§ Problem requirements
A word-for-word restatement of all the records is the required answer.

─── Source data

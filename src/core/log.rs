#[cfg(feature = "serde")]
use serde::{Deserialize, Serialize};

/// Running episode totals, updated once per finished episode.
///
/// Fields are sums; divide by `n` (see [`EpisodeLog::summary`]) for
/// per-episode means.
#[derive(Debug, Clone, Copy, PartialEq, Default)]
#[cfg_attr(feature = "serde", derive(Serialize, Deserialize))]
pub struct EpisodeLog {
    /// Number of episodes that ended with a positive reward.
    pub perf: f32,
    pub score: f32,
    pub episode_return: f32,
    pub episode_length: f32,
    /// Number of finished episodes.
    pub n: f32,
}

/// Per-episode means over a window of finished episodes.
#[derive(Debug, Clone, Copy, PartialEq)]
#[cfg_attr(feature = "serde", derive(Serialize, Deserialize))]
pub struct LogSummary {
    /// Fraction of episodes that reached the goal.
    pub perf: f32,
    pub score: f32,
    pub episode_return: f32,
    pub episode_length: f32,
    pub episodes: u64,
}

impl EpisodeLog {
    pub fn new() -> Self {
        Self::default()
    }

    pub fn record_episode(&mut self, reward: f32, length: u32) {
        if reward > 0.0 {
            self.perf += 1.0;
        }
        self.score += reward;
        self.episode_return += reward;
        self.episode_length += length as f32;
        self.n += 1.0;
    }

    pub fn merge(&mut self, other: &EpisodeLog) {
        self.perf += other.perf;
        self.score += other.score;
        self.episode_return += other.episode_return;
        self.episode_length += other.episode_length;
        self.n += other.n;
    }

    pub fn is_empty(&self) -> bool {
        self.n == 0.0
    }

    pub fn clear(&mut self) {
        *self = Self::default();
    }

    /// Means per episode, or `None` if no episode has finished yet.
    pub fn summary(&self) -> Option<LogSummary> {
        if self.is_empty() {
            return None;
        }
        let n = self.n;
        Some(LogSummary {
            perf: self.perf / n,
            score: self.score / n,
            episode_return: self.episode_return / n,
            episode_length: self.episode_length / n,
            episodes: n as u64,
        })
    }
}

#[cfg(test)]
mod tests {
    use super::*;

    #[test]
    fn empty_log_has_no_summary() {
        assert!(EpisodeLog::new().summary().is_none());
    }

    #[test]
    fn success_and_timeout_are_averaged() {
        let mut log = EpisodeLog::new();
        log.record_episode(1.0, 10);
        log.record_episode(0.0, 30);

        assert_eq!(log.perf, 1.0);
        assert_eq!(log.n, 2.0);

        let s = log.summary().unwrap();
        assert_eq!(s.episodes, 2);
        assert!((s.perf - 0.5).abs() < 1e-6);
        assert!((s.episode_return - 0.5).abs() < 1e-6);
        assert!((s.episode_length - 20.0).abs() < 1e-6);
    }

    #[test]
    fn merge_then_clear() {
        let mut a = EpisodeLog::new();
        a.record_episode(1.0, 4);
        let mut b = EpisodeLog::new();
        b.record_episode(1.0, 6);
        b.merge(&a);
        assert_eq!(b.n, 2.0);
        assert_eq!(b.episode_length, 10.0);
        b.clear();
        assert!(b.is_empty());
    }
}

──────

§ Answer to this task
filename src/core/log.rs
#[cfg(feature = "serde")]
use serde::{Deserialize, Serialize};

/// Running episode totals, updated once per finished episode.
///
/// Fields are sums; divide by `n` (see [`EpisodeLog::summary`]) for
/// per-episode means.
#[derive(Debug, Clone, Copy, PartialEq, Default)]
#[cfg_attr(feature = "serde", derive(Serialize, Deserialize))]
pub struct EpisodeLog {
    /// Number of episodes that ended with a positive reward.
    pub perf: f32,
    pub score: f32,
    pub episode_return: f32,
    pub episode_length: f32,
    /// Number of finished episodes.
    pub n: f32,
}

/// Per-episode means over a window of finished episodes.
#[derive(Debug, Clone, Copy, PartialEq)]
#[cfg_attr(feature = "serde", derive(Serialize, Deserialize))]
pub struct LogSummary {
    /// Fraction of episodes that reached the goal.
    pub perf: f32,
    pub score: f32,
    pub episode_return: f32,
    pub episode_length: f32,
    pub episodes: u64,
}

impl EpisodeLog {
    pub fn new() -> Self {
        Self::default()
    }

    pub fn record_episode(&mut self, reward: f32, length: u32) {
        if reward > 0.0 {
            self.perf += 1.0;
        }
        self.score += reward;
        self.episode_return += reward;
        self.episode_length += length as f32;
        self.n += 1.0;
    }

    pub fn merge(&mut self, other: &EpisodeLog) {
        self.perf += other.perf;
        self.score += other.score;
        self.episode_return += other.episode_return;
        self.episode_length += other.episode_length;
        self.n += other.n;
    }

    pub fn is_empty(&self) -> bool {
        self.n == 0.0
    }

    pub fn clear(&mut self) {
        *self = Self::default();
    }

    /// Means per episode, or `None` if no episode has finished yet.
    pub fn summary(&self) -> Option<LogSummary> {
        if self.is_empty() {
            return None;
        }
        let n = self.n;
        Some(LogSummary {
            perf: self.perf / n,
            score: self.score / n,
            episode_return: self.episode_return / n,
            episode_length: self.episode_length / n,
            episodes: n as u64,
        })
    }
}

#[cfg(test)]
mod tests {
    use super::*;

    #[test]
    fn empty_log_has_no_summary() {
        assert!(EpisodeLog::new().summary().is_none());
    }

    #[test]
    fn success_and_timeout_are_averaged() {
        let mut log = EpisodeLog::new();
        log.record_episode(1.0, 10);
        log.record_episode(0.0, 30);

        assert_eq!(log.perf, 1.0);
        assert_eq!(log.n, 2.0);

        let s = log.summary().unwrap();
        assert_eq!(s.episodes, 2);
        assert!((s.perf - 0.5).abs() < 1e-6);
        assert!((s.episode_return - 0.5).abs() < 1e-6);
        assert!((s.episode_length - 20.0).abs() < 1e-6);
    }

    #[test]
    fn merge_then_clear() {
        let mut a = EpisodeLog::new();
        a.record_episode(1.0, 4);
        let mut b = EpisodeLog::new();
        b.record_episode(1.0, 6);
        b.merge(&a);
        assert_eq!(b.n, 2.0);
        assert_eq!(b.episode_length, 10.0);
        b.clear();
        assert!(b.is_empty());
    }
}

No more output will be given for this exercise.